(Data excerpts)
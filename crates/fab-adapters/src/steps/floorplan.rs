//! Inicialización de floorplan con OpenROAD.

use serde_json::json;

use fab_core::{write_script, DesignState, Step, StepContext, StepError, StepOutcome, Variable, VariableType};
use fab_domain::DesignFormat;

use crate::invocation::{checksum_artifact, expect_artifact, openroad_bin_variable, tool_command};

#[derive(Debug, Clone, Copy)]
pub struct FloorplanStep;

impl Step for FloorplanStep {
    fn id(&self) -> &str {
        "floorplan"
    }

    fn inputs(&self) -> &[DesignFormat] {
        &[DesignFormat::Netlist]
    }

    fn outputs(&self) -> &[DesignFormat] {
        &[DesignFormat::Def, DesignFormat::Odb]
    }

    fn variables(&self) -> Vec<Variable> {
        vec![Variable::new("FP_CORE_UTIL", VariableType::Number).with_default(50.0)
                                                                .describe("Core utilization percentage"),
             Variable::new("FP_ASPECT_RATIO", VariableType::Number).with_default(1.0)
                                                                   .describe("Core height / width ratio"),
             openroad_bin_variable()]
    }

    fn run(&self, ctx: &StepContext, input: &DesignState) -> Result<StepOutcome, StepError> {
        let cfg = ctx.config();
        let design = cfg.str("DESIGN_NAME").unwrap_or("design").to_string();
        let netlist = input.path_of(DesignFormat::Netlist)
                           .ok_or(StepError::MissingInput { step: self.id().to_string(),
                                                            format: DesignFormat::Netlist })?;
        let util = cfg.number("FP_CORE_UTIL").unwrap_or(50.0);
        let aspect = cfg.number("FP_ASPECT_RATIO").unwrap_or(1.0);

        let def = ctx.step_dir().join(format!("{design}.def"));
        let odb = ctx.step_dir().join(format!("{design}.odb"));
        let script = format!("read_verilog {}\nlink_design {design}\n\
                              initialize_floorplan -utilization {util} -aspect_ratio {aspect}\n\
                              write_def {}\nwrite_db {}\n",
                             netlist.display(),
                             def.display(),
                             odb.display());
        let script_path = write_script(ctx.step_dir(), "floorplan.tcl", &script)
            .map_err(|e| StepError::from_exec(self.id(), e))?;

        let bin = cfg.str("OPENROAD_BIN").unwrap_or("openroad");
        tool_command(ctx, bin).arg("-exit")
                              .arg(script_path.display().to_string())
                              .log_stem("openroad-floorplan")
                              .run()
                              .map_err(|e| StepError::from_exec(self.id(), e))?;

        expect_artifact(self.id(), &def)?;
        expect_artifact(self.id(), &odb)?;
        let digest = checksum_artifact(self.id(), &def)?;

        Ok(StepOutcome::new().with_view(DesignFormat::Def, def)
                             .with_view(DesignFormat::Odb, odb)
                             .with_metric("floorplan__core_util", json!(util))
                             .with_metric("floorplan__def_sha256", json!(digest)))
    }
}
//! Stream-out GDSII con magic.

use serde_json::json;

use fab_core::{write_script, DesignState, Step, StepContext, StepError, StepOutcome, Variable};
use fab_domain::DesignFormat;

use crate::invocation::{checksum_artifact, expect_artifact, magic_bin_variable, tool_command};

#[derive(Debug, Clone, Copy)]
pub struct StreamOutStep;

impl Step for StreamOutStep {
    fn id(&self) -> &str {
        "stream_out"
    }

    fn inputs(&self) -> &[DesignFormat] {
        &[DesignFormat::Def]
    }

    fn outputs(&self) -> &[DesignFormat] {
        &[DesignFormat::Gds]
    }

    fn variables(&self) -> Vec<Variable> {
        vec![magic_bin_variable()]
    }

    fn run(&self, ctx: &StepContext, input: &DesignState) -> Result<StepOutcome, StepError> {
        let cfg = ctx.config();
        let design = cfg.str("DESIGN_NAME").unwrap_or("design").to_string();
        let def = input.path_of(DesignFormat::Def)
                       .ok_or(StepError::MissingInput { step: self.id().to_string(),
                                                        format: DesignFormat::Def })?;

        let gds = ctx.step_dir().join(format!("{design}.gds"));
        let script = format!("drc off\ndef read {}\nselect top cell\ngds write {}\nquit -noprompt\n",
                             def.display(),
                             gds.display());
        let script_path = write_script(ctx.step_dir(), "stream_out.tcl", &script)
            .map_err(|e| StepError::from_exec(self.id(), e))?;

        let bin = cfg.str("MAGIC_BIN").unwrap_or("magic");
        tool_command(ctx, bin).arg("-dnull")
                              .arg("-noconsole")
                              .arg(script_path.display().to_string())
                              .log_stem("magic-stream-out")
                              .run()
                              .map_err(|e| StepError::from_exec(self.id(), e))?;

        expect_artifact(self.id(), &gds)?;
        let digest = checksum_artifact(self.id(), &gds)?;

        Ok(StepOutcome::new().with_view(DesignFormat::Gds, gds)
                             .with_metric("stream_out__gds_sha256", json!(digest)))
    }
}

Requirement:
Wherever the word "invocation" appears in the entries above, copy that whole line.

Response to the task:
use crate::invocation::{checksum_artifact, expect_artifact, openroad_bin_variable, tool_command};
use crate::invocation::{checksum_artifact, expect_artifact, magic_bin_variable, tool_command};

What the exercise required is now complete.